One day, a KU baseball player will get drafted, work his way swiftly through the minor leagues, develop into a perennial All-Star and thousands of Kansans will sit on the lawn in Cooperstown and take in his induction ceremony.

That day could be a long way off, so for now we’ll look at the candidates to gain induction today at 1 p.m. Below is my ballot, No. 608. But first consider how I weigh steroids.

It strikes me as silly to ignore that Barry Bonds was a Hall of Fame ballplayer before his muscles swelled to the size of his ego. He had Hall of Fame written all over him before he started to break rules that weren’t enforced when he was breaking him. The rules were in the books starting in 1991, but testing didn’t take root until 2003. Bonds gets my vote every year.

It strikes me as equally silly to ignore that Sammy Sosa didn’t perform like a Hall of Famer before and after he looked like a body builder. When he looked like a baseball player he was a good one, but not a great one. Sosa never will get my vote.
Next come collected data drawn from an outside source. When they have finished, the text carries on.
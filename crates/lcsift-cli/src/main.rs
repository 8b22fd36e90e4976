//! lcsift CLI - light-curve catalog selection and completeness.

mod cli;
mod commands;

use clap::Parser;
use cli::{Cli, Commands};

fn main() {
    let cli = Cli::parse();

    let default_level = if cli.verbose { "debug" } else { "warn" };
    env_logger::Builder::from_env(env_logger::Env::default().default_filter_or(default_level))
        .init();

    let config = cli.config;
    let result = match cli.command {
        Commands::Metrics { meta_dir, output } => {
            commands::metrics::run(meta_dir, output, config, cli.verbose)
        }

        Commands::Flag { catalog, output } => {
            commands::flag::run(catalog, output, config, cli.verbose)
        }

        Commands::Bins { catalog, json } => commands::bins::run(catalog, json, config),

        Commands::Completeness { catalog, json } => {
            commands::completeness::run(catalog, json, config)
        }

        Commands::Efficiency {
            catalog,
            rules,
            json,
        } => commands::efficiency::run(catalog, rules, json, config),

        Commands::Run {
            meta_dir,
            output,
            json,
        } => commands::run::run(meta_dir, output, json, config),
    };

    if let Err(e) = result {
        eprintln!("Error: {}", e);
        std::process::exit(1);
    }
}
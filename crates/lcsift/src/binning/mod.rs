//! Redshift binning of a flagged catalog.
//!
//! Bins are left-closed and right-open. Each bin is selected with fresh
//! rules (`flag == 1`, `z >= low`, `z < high`, plus any extra rules), so no
//! bin depends on another.

mod bin_spec;
mod efficiency;
mod stats;

pub use bin_spec::{BinSpec, MAX_BINS};
pub use efficiency::{efficiency, EfficiencyBin};
pub use stats::{aggregate, BinStatistic, BinnedStatistics, Weighting, REDSHIFT_COLUMN};
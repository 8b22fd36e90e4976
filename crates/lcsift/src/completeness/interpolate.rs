//! Piecewise-linear interpolation over sorted sample points.

/// Value returned when evaluating outside the sampled range.
pub const OUT_OF_DOMAIN: f64 = 0.0;

/// Linear interpolant through `(x, y)` points.
///
/// Points with a non-finite coordinate are dropped. The remaining points are
/// sorted by `x`; for repeated `x` the first point in input order is kept.
#[derive(Debug, Clone, PartialEq)]
pub struct Interpolant {
    xs: Vec<f64>,
    ys: Vec<f64>,
    monotonic: bool,
}

impl Interpolant {
    pub fn new(points: impl IntoIterator<Item = (f64, f64)>) -> Self {
        let input: Vec<(f64, f64)> = points.into_iter().collect();
        let mut points: Vec<(f64, f64)> = input
            .iter()
            .copied()
            .filter(|(x, y)| x.is_finite() && y.is_finite())
            .collect();
        points.sort_by(|a, b| a.0.total_cmp(&b.0));
        points.dedup_by(|later, earlier| later.0 == earlier.0);

        let monotonic = sorted_either_way(&input);
        let (xs, ys) = points.into_iter().unzip();
        Self { xs, ys, monotonic }
    }

    /// Number of usable points.
    pub fn len(&self) -> usize {
        self.xs.len()
    }

    pub fn is_empty(&self) -> bool {
        self.xs.is_empty()
    }

    /// Whether at least two points remain to interpolate between.
    pub fn is_defined(&self) -> bool {
        self.len() >= 2
    }

    /// Lower and upper `x` bounds, if any point survived.
    pub fn domain(&self) -> Option<(f64, f64)> {
        Some((*self.xs.first()?, *self.xs.last()?))
    }

    /// Whether `x` moves in a single direction in input order.
    ///
    /// For binned statistics the input order is ascending redshift, so
    /// this tells whether the statistic is monotonic in redshift.
    pub fn is_monotonic(&self) -> bool {
        self.monotonic
    }

    /// Interpolated `y` at `x`. Exact sample hits return the sample `y`;
    /// anything outside the domain returns [`OUT_OF_DOMAIN`].
    pub fn eval(&self, x: f64) -> f64 {
        let (low, high) = match self.domain() {
            Some(bounds) => bounds,
            None => return OUT_OF_DOMAIN,
        };
        if !x.is_finite() || x < low || x > high {
            return OUT_OF_DOMAIN;
        }

        match self.xs.binary_search_by(|probe| probe.total_cmp(&x)) {
            Ok(index) => self.ys[index],
            Err(index) => {
                // low < x < high, so 0 < index < len
                let (x0, x1) = (self.xs[index - 1], self.xs[index]);
                let (y0, y1) = (self.ys[index - 1], self.ys[index]);
                y0 + (y1 - y0) * (x - x0) / (x1 - x0)
            }
        }
    }
}

/// Finite `x` values are all non-decreasing or all non-increasing.
fn sorted_either_way(points: &[(f64, f64)]) -> bool {
    let xs: Vec<f64> = points
        .iter()
        .filter(|(x, y)| x.is_finite() && y.is_finite())
        .map(|(x, _)| *x)
        .collect();
    xs.windows(2).all(|w| w[0] <= w[1]) || xs.windows(2).all(|w| w[0] >= w[1])
}
//! Run command - the whole pipeline over a catalog directory.

use std::fs::File;
use std::io::BufWriter;
use std::path::PathBuf;

use colored::Colorize;
use lcsift::Pipeline;

use super::bins::print_bins;
use super::completeness::print_completeness;
use super::{load_config, save_catalog};

pub fn run(
    meta_dir: PathBuf,
    output: Option<PathBuf>,
    json_output: bool,
    config: Option<PathBuf>,
) -> Result<(), Box<dyn std::error::Error>> {
    let pipeline = Pipeline::new(load_config(config)?);
    let (result, report) = pipeline.run_path(&meta_dir)?;

    let output = output.unwrap_or_else(|| meta_dir.join("lcsift"));
    std::fs::create_dir_all(&output)?;
    save_catalog(&result.catalog, &output.join("catalog.csv"))?;

    let report_path = output.join("report.json");
    let file = File::create(&report_path)?;
    serde_json::to_writer_pretty(BufWriter::new(file), &report)?;

    if json_output {
        println!("{}", serde_json::to_string_pretty(&report)?);
        return Ok(());
    }

    println!(
        "{} {}",
        "Catalog:".cyan().bold(),
        report.provenance.catalog_path.display().to_string().white()
    );
    println!("  Hash:     {}", report.provenance.catalog_hash);
    println!(
        "  Selected: {} of {}",
        report.selected.to_string().green().bold(),
        report.provenance.rows
    );
    println!();
    print_bins(&report.bins);
    println!();
    print_completeness(&report.completeness, pipeline.config().completeness.target);
    println!();
    println!(
        "{} {}",
        "Wrote".green().bold(),
        output.display().to_string().white()
    );
    Ok(())
}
Keeping a cheater out of Cooperstown, even if he was worthy of induction before cheating isn’t fair to a ballplayer who was doing what more than half of his competitors did. Allowing a cheater into Cooperstown, even though he wouldn’t have reached there without cheating, isn’t fair to the guys who got there based on credentials, not chemistry.

How do I know who cheated? I don’t, in most cases, so I guess, based on off-the-record conversations I had with players, managers, coaches, front-office officials whose opinions I trusted. A Hall of Fame election is a court of public opinion, not a court of law, so “proof” of ballplayers using performance enhancing drugs is not the issue.
I vote with my conscience at the moment I’m voting, same as any election in which I participate.
I voted for the maxium 10 this year. Five players — Bonds, Randy Johnson, Roger Clemens, Pedro Martinez and Mike Piazza — required no thought. John Smoltz, Mike Mussina, Mark McGwire, Don Mattingly and Craig Biggio, in that order, rounded out my ballot, which didn’t quite have room for Tim Raines.

My guess as to which players will gain the required 75 percent of the votes to gain induction, from highest to lowest: Big Unit, Pedro, Smoltz and Biggio. Piazza inches closer but falls just short.